Preface – 1894

The following new edition is a reprint of the former, except for a few very unimportant stylistic changes. It is only in one chapter – the tenth of Part II: “From Kritische Geschichte” that I have allowed myself to make substantial additions, on the following grounds.

As already stated in the preface to the second edition, this chapter was in all essentials the work of Marx. I was forced to make considerable cuts in Marx's manuscript, which in its first wording had been intended as an article for a journal; and I had to cut precisely those parts of it in which the critique of Dühring's propositions was overshadowed by Marx's own revelations from the history of economics.
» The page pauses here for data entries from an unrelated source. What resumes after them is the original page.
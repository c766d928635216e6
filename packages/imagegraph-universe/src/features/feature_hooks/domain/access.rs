//! Capability-scoped access types
//!
//! Setup, before-analysis and during-analysis hooks may mutate the analysis
//! universe. After analysis, everything is read-only.

use crate::features::analysis_universe::AnalysisUniverse;
use crate::features::class_init::ClassInitStatistics;
use crate::features::diagnostics::UnsupportedFeatures;
use crate::features::fixpoint::AnalysisStatistics;
use crate::features::hosted_universe::HostedUniverse;
use crate::features::type_flow::TypeFlowEngine;
use std::ops::{Deref, DerefMut};
use std::path::Path;

/// Mutable access for `during_setup` and `before_analysis`
pub struct AnalysisAccess<'a> {
    universe: &'a mut AnalysisUniverse,
    class_init: &'a mut ClassInitStatistics,
    unsupported: &'a UnsupportedFeatures,
}

impl<'a> AnalysisAccess<'a> {
    pub fn new(
        universe: &'a mut AnalysisUniverse,
        class_init: &'a mut ClassInitStatistics,
        unsupported: &'a UnsupportedFeatures,
    ) -> Self {
        Self {
            universe,
            class_init,
            unsupported,
        }
    }

    pub fn universe(&self) -> &AnalysisUniverse {
        self.universe
    }

    pub fn universe_mut(&mut self) -> &mut AnalysisUniverse {
        self.universe
    }

    pub fn class_init(&self) -> &ClassInitStatistics {
        self.class_init
    }

    pub fn class_init_mut(&mut self) -> &mut ClassInitStatistics {
        self.class_init
    }

    /// Defer an unsupported construct to the post-analysis report
    pub fn report_unsupported(&self, key: impl Into<String>, message: impl Into<String>) {
        self.unsupported.add_message(key, None, message);
    }
}

/// Mutable access for `during_analysis`, plus the iteration request flag
pub struct DuringAnalysisAccess<'a> {
    base: AnalysisAccess<'a>,
    engine: &'a dyn TypeFlowEngine,
    require_iteration: bool,
}

impl<'a> DuringAnalysisAccess<'a> {
    pub fn new(base: AnalysisAccess<'a>, engine: &'a dyn TypeFlowEngine) -> Self {
        Self {
            base,
            engine,
            require_iteration: false,
        }
    }

    /// Ask for another fixpoint iteration. Mandatory after making any new
    /// element reachable.
    pub fn require_analysis_iteration(&mut self) {
        self.require_iteration = true;
    }

    pub fn is_analysis_iteration_required(&self) -> bool {
        self.require_iteration
    }

    /// Read the flag and reset it
    pub fn take_require_iteration(&mut self) -> bool {
        std::mem::take(&mut self.require_iteration)
    }

    /// Current type-flow results (read-only)
    pub fn engine(&self) -> &dyn TypeFlowEngine {
        self.engine
    }
}

impl<'a> Deref for DuringAnalysisAccess<'a> {
    type Target = AnalysisAccess<'a>;

    fn deref(&self) -> &Self::Target {
        &self.base
    }
}

impl<'a> DerefMut for DuringAnalysisAccess<'a> {
    fn deref_mut(&mut self) -> &mut Self::Target {
        &mut self.base
    }
}

/// Read-only access for `after_analysis`
pub struct AfterAnalysisAccess<'a> {
    universe: &'a AnalysisUniverse,
    engine: &'a dyn TypeFlowEngine,
    class_init: &'a ClassInitStatistics,
    unsupported: &'a UnsupportedFeatures,
}

impl<'a> AfterAnalysisAccess<'a> {
    pub fn new(
        universe: &'a AnalysisUniverse,
        engine: &'a dyn TypeFlowEngine,
        class_init: &'a ClassInitStatistics,
        unsupported: &'a UnsupportedFeatures,
    ) -> Self {
        Self {
            universe,
            engine,
            class_init,
            unsupported,
        }
    }

    pub fn universe(&self) -> &AnalysisUniverse {
        self.universe
    }

    pub fn engine(&self) -> &dyn TypeFlowEngine {
        self.engine
    }

    pub fn class_init(&self) -> &ClassInitStatistics {
        self.class_init
    }

    pub fn report_unsupported(&self, key: impl Into<String>, message: impl Into<String>) {
        self.unsupported.add_message(key, None, message);
    }
}

/// Read-only access for `on_analysis_exit`
pub struct OnAnalysisExitAccess<'a> {
    universe: &'a AnalysisUniverse,
    statistics: &'a AnalysisStatistics,
}

impl<'a> OnAnalysisExitAccess<'a> {
    pub fn new(universe: &'a AnalysisUniverse, statistics: &'a AnalysisStatistics) -> Self {
        Self {
            universe,
            statistics,
        }
    }

    pub fn universe(&self) -> &AnalysisUniverse {
        self.universe
    }

    /// Statistics of the analysis that just ended
    pub fn statistics(&self) -> &AnalysisStatistics {
        self.statistics
    }
}

/// Read-only access for compilation and heap-layout hooks
pub struct CompilationAccess<'a> {
    analysis: &'a AnalysisUniverse,
    hosted: &'a HostedUniverse,
    unsupported: &'a UnsupportedFeatures,
}

impl<'a> CompilationAccess<'a> {
    pub fn new(
        analysis: &'a AnalysisUniverse,
        hosted: &'a HostedUniverse,
        unsupported: &'a UnsupportedFeatures,
    ) -> Self {
        Self {
            analysis,
            hosted,
            unsupported,
        }
    }

    pub fn analysis_universe(&self) -> &AnalysisUniverse {
        self.analysis
    }

    pub fn hosted_universe(&self) -> &HostedUniverse {
        self.hosted
    }

    pub fn report_unsupported(&self, key: impl Into<String>, message: impl Into<String>) {
        self.unsupported.add_message(key, None, message);
    }
}

/// Read-only access for image-write hooks
pub struct ImageWriteAccess<'a> {
    hosted: &'a HostedUniverse,
    image_name: &'a str,
    image_path: Option<&'a Path>,
}

impl<'a> ImageWriteAccess<'a> {
    pub fn new(hosted: &'a HostedUniverse, image_name: &'a str, image_path: Option<&'a Path>) -> Self {
        Self {
            hosted,
            image_name,
            image_path,
        }
    }

    pub fn hosted_universe(&self) -> &HostedUniverse {
        self.hosted
    }

    pub fn image_name(&self) -> &str {
        self.image_name
    }

    /// Path of the written image; `None` before the image is written
    pub fn image_path(&self) -> Option<&Path> {
        self.image_path
    }
}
But this is just the section of the manuscript which is even today of the greatest and most permanent interest. I consider myself under an obligation to give in as full and faithful a form as possible the passages in which Marx assigns to people like Petty, North, Locke and Hume their appropriate place in the genesis of classical political economy; and even more his explanation of Quesnay's economic Tableau, which has remained an insoluble riddle of the sphinx to all modern political economy. On the other hand, wherever the thread of the argument makes this possible, I have omitted passages which refer exclusively to Herr Dühring's writings.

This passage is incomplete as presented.